Paper SE+MS+TF-TuA9
Plasma Polymerization of Organic Coatings at Atmospheric Pressure: Relationship between the Precursor Chemistry, the Plasma Chemistry and the Final Coating Chemistry

Tuesday, November 8, 2016, 5:00 pm, Room 101C

The synthesis of organic coatings using plasma technologies has been developed since many decades. This paper investigates a full series of organic coatings, synthesized in the same dielectric barrier discharge system, in the same operational conditions. The >10 precursors vary from fully saturated molecules, with or without heteroatoms (hexamethylnonane, CxCly, CxFy), to anhydrides, acrylates, with or without double or triple bonds. It is shown that the presence of double bonds not only significantly increase the polymerization rate, but also protect the ester function in acrylates.

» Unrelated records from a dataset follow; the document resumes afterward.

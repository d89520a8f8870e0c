//! Per-file analysis context.
//!
//! `YamlSourceCode` wraps a file handle, decides once at construction whether
//! the file is valid YAML, and collects every issue rule checks report on it.
//!
//! Two things are easy to get wrong when consuming it:
//! - the syntax error found at construction lives only in the dedicated slot,
//!   it is not part of `issues()`;
//! - that syntax error has no rule key; callers substitute one themselves.

use std::path::{Path, PathBuf};
use std::sync::{Mutex, MutexGuard};

use crate::error::SourceError;
use crate::issue::Issue;
use crate::syntax::SyntaxChecker;

/// A readable text file.
pub trait SourceFile: Send + Sync {
    /// Stable identifier used in diagnostics.
    fn uri(&self) -> &str;

    /// Read the whole file. Each call performs a fresh read.
    fn contents(&self) -> std::io::Result<String>;
}

/// A file on the local filesystem.
#[derive(Debug, Clone)]
pub struct FsSourceFile {
    path: PathBuf,
    uri: String,
}

impl FsSourceFile {
    pub fn new<P: AsRef<Path>>(path: P) -> Self {
        let path = path.as_ref().to_path_buf();
        let uri = path.to_string_lossy().to_string();
        Self { path, uri }
    }

    pub fn path(&self) -> &Path {
        &self.path
    }
}

impl SourceFile for FsSourceFile {
    fn uri(&self) -> &str {
        &self.uri
    }

    fn contents(&self) -> std::io::Result<String> {
        std::fs::read_to_string(&self.path)
    }
}

/// Analysis state of a single YAML file.
pub struct YamlSourceCode<'a> {
    file: &'a dyn SourceFile,
    syntax_error: Option<Issue>,
    issues: Vec<Issue>,
}

impl<'a> YamlSourceCode<'a> {
    /// Load `file` and check its syntax.
    ///
    /// Fails if the content cannot be read. A syntax problem is not a
    /// failure: it is recorded and reported by `syntax_error()`.
    pub fn new(file: &'a dyn SourceFile, checker: &dyn SyntaxChecker) -> Result<Self, SourceError> {
        let mut source = Self {
            file,
            syntax_error: None,
            issues: Vec::new(),
        };

        let content = source.content()?;
        source.syntax_error = checker.syntax_error(&content).map(Issue::syntax);

        Ok(source)
    }

    pub fn file(&self) -> &'a dyn SourceFile {
        self.file
    }

    /// Re-read the file content.
    pub fn content(&self) -> Result<String, SourceError> {
        self.file
            .contents()
            .map_err(|e| SourceError::read(self.file.uri(), e))
    }

    /// Record an issue.
    ///
    /// The first syntax-flagged issue also fills the syntax error slot if it
    /// is still empty. An existing syntax error is never replaced.
    pub fn add_issue(&mut self, issue: Issue) {
        if issue.is_syntax_error() && self.syntax_error.is_none() {
            self.syntax_error = Some(issue.clone());
        }
        self.issues.push(issue);
    }

    /// The syntax error, if any. It may carry no rule key.
    pub fn syntax_error(&self) -> Option<&Issue> {
        self.syntax_error.as_ref()
    }

    pub fn has_valid_syntax(&self) -> bool {
        self.syntax_error.is_none()
    }

    /// Issues added so far, in insertion order.
    pub fn issues(&self) -> &[Issue] {
        &self.issues
    }

    pub fn into_parts(self) -> (Option<Issue>, Vec<Issue>) {
        (self.syntax_error, self.issues)
    }
}

impl std::fmt::Debug for YamlSourceCode<'_> {
    fn fmt(&self, f: &mut std::fmt::Formatter<'_>) -> std::fmt::Result {
        f.debug_struct("YamlSourceCode")
            .field("file", &self.file.uri())
            .field("syntax_error", &self.syntax_error)
            .field("issues", &self.issues)
            .finish()
    }
}

/// A `YamlSourceCode` shared between concurrently running checks.
///
/// The issue list and the syntax error slot are updated under one lock, so
/// insertion order and first-wins hold across threads.
pub struct SharedSourceCode<'a> {
    inner: Mutex<YamlSourceCode<'a>>,
}

impl<'a> SharedSourceCode<'a> {
    pub fn new(source: YamlSourceCode<'a>) -> Self {
        Self {
            inner: Mutex::new(source),
        }
    }

    fn lock(&self) -> MutexGuard<'_, YamlSourceCode<'a>> {
        // A panicking check cannot leave the state half-written: add_issue
        // fills the slot before the push.
        self.inner.lock().unwrap_or_else(|poisoned| poisoned.into_inner())
    }

    pub fn file(&self) -> &'a dyn SourceFile {
        self.lock().file()
    }

    pub fn content(&self) -> Result<String, SourceError> {
        let file = self.file();
        file.contents().map_err(|e| SourceError::read(file.uri(), e))
    }

    pub fn add_issue(&self, issue: Issue) {
        self.lock().add_issue(issue);
    }

    pub fn syntax_error(&self) -> Option<Issue> {
        self.lock().syntax_error().cloned()
    }

    pub fn has_valid_syntax(&self) -> bool {
        self.lock().has_valid_syntax()
    }

    /// Snapshot of the issues added so far.
    pub fn issues(&self) -> Vec<Issue> {
        self.lock().issues().to_vec()
    }

    pub fn into_inner(self) -> YamlSourceCode<'a> {
        self.inner
            .into_inner()
            .unwrap_or_else(|poisoned| poisoned.into_inner())
    }
}
//! Integration tests for the full lint pipeline.
//!
//! These tests run the runner against the testdata fixtures with a small
//! line-based check registered next to the built-in parsing-error check.

use std::path::PathBuf;

use yamlcheck::check::{LintResult, Runner};
use yamlcheck::report;
use yamlcheck::{
    Config, Issue, Location, RuleCheck, Severity, YamlSourceCode, PARSING_ERROR_RULE_KEY,
};

fn testdata_path() -> PathBuf {
    PathBuf::from(env!("CARGO_MANIFEST_DIR")).join("testdata/yaml")
}

struct TrailingSpaces;

impl RuleCheck for TrailingSpaces {
    fn key(&self) -> &'static str {
        "trailing-spaces"
    }

    fn check(&self, source: &mut YamlSourceCode<'_>) -> anyhow::Result<()> {
        let content = source.content()?;
        for (idx, line) in content.lines().enumerate() {
            if line.ends_with(' ') {
                source.add_issue(Issue::new(
                    self.key(),
                    "trailing spaces",
                    Location::new(idx + 1, line.trim_end().len() + 1),
                    Severity::Error,
                ));
            }
        }
        Ok(())
    }
}

fn fixture_files() -> Vec<PathBuf> {
    let mut files: Vec<PathBuf> = std::fs::read_dir(testdata_path())
        .expect("should read testdata dir")
        .filter_map(|e| e.ok())
        .map(|e| e.path())
        .filter(|p| p.file_name().map(|n| n != "yamlcheck.yaml").unwrap_or(false))
        .collect();
    files.sort();
    files
}

fn run_lint() -> (LintResult, Config) {
    let config = Config::parse_file(testdata_path().join("yamlcheck.yaml")).expect("should parse config");
    let runner = Runner::new()
        .with_check(Box::new(TrailingSpaces))
        .config(config.clone());
    (runner.run(&fixture_files()), config)
}

fn report_named<'a>(result: &'a LintResult, name: &str) -> &'a yamlcheck::FileReport {
    let path = testdata_path().join(name);
    result
        .report_for(&path.to_string_lossy())
        .unwrap_or_else(|| panic!("no report for {}", name))
}

#[test]
fn test_lint_reports_every_fixture() {
    let (result, _) = run_lint();
    assert_eq!(result.scanned(), 4);
    assert!(result.unreadable.is_empty());
    assert!(result.errors.is_empty());
    assert_eq!(result.invalid_file_count(), 1);
}

#[test]
fn test_lint_syntax_error_reported_once() {
    let (result, _) = run_lint();
    let report = report_named(&result, "unterminated.yaml");

    assert!(!report.valid_syntax);
    assert_eq!(report.issues.len(), 1);
    assert_eq!(report.issues[0].rule_key(), Some(PARSING_ERROR_RULE_KEY));
    assert_eq!(report.issues[0].severity, Severity::Error);
}

#[test]
fn test_lint_suppressions_and_overrides() {
    let (result, config) = run_lint();
    let report = report_named(&result, "suppressed.yaml");

    assert!(report.valid_syntax);
    assert_eq!(report.issues.len(), 1);
    assert_eq!(report.issues[0].location.line, 4);
    assert_eq!(report.issues[0].severity, Severity::Warning);
    assert_eq!(report.suppressed.len(), 1);
    assert_eq!(report.suppressed[0].suppression.reason, "Kept for diff noise");

    // The parsing error still fails the run at the configured threshold.
    assert!(result.has_failures(config.fail_on));
}

#[test]
fn test_lint_clean_files() {
    let (result, _) = run_lint();
    assert!(report_named(&result, "valid.yaml").issues.is_empty());
    assert!(report_named(&result, "multi-document.yaml").issues.is_empty());
}

#[test]
fn test_json_report_from_fixtures() {
    let (result, config) = run_lint();
    let passed = !result.has_failures(config.fail_on);
    let mut out = Vec::new();
    report::write_json(&mut out, "testdata/yaml", &result, passed).unwrap();

    let json: serde_json::Value = serde_json::from_slice(&out).unwrap();
    assert_eq!(json["passed"], false);
    assert_eq!(json["files_scanned"], 4);
    assert_eq!(json["invalid_files"], 1);
    assert_eq!(json["suppressed_count"], 1);

    let rules: Vec<&str> = json["issues"]
        .as_array()
        .unwrap()
        .iter()
        .map(|i| i["rule"].as_str().unwrap())
        .collect();
    assert_eq!(rules, vec!["trailing-spaces", PARSING_ERROR_RULE_KEY]);
}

A combined effect of the plasma power and the presence of double bonds on the C/O ratio is observed for all the relevant precursors used. Correlation between the plasma chemistry and the fragment pattern in the gas phase, as recorded by atmospheric mass spectrometry, with the final chemical composition of the coatings, determined by XPS and FTIR is established. Coatings properties can be easily tuned either by combining precursors, by varying the plasma power or by changing the main plasma gas. By an appropriate combination of the plasma parameters and the precursor, very high deposition rates can be achieved, highly hydrophobic or hydrophilic coatings can be synthesized. These macroscopic results are interpreted in terms of plasma properties, and chemical reactivity.

This work was supported by the Belgian Federal Government (IAP research project P7/34 – Physical Chemistry of Plasma Surface Interactions).